Dataset entries:

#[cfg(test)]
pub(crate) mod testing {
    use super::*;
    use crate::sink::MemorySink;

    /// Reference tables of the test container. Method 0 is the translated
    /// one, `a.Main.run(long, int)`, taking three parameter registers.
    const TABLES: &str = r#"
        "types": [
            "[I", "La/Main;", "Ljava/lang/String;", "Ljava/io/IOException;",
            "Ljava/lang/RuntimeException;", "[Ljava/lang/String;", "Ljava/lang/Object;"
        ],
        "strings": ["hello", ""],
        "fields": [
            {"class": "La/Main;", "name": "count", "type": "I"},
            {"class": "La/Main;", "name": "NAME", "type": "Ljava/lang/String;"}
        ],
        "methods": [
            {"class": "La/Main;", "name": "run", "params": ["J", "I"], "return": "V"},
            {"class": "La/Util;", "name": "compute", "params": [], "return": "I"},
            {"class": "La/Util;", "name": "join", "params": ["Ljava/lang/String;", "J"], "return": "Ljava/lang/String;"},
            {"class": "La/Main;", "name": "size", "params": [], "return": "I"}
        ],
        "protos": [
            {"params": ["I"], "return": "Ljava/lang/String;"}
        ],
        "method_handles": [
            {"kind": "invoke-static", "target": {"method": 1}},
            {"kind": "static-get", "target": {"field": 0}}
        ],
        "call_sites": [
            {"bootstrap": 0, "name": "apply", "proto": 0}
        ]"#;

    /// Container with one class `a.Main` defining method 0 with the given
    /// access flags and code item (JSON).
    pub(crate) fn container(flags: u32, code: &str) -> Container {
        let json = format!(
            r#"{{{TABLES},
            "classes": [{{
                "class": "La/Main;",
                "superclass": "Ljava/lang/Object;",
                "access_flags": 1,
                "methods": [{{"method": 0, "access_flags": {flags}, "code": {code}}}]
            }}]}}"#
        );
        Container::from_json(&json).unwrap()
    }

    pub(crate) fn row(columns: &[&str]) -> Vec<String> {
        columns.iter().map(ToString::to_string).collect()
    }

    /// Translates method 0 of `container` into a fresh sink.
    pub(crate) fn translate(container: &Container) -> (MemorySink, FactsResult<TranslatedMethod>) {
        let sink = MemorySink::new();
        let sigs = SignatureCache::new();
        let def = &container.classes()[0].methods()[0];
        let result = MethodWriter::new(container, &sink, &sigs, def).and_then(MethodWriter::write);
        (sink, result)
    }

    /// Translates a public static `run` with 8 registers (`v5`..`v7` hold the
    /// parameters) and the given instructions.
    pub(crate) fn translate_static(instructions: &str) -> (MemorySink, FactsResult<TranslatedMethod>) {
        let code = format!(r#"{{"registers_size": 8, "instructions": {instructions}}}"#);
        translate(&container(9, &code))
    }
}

WHAT TO PRODUCE: Search the entries for the word "kind", then list each line that holds it.

OUTPUT FOR THIS EXERCISE:
            {"kind": "invoke-static", "target": {"method": 1}},
            {"kind": "static-get", "target": {"field": 0}}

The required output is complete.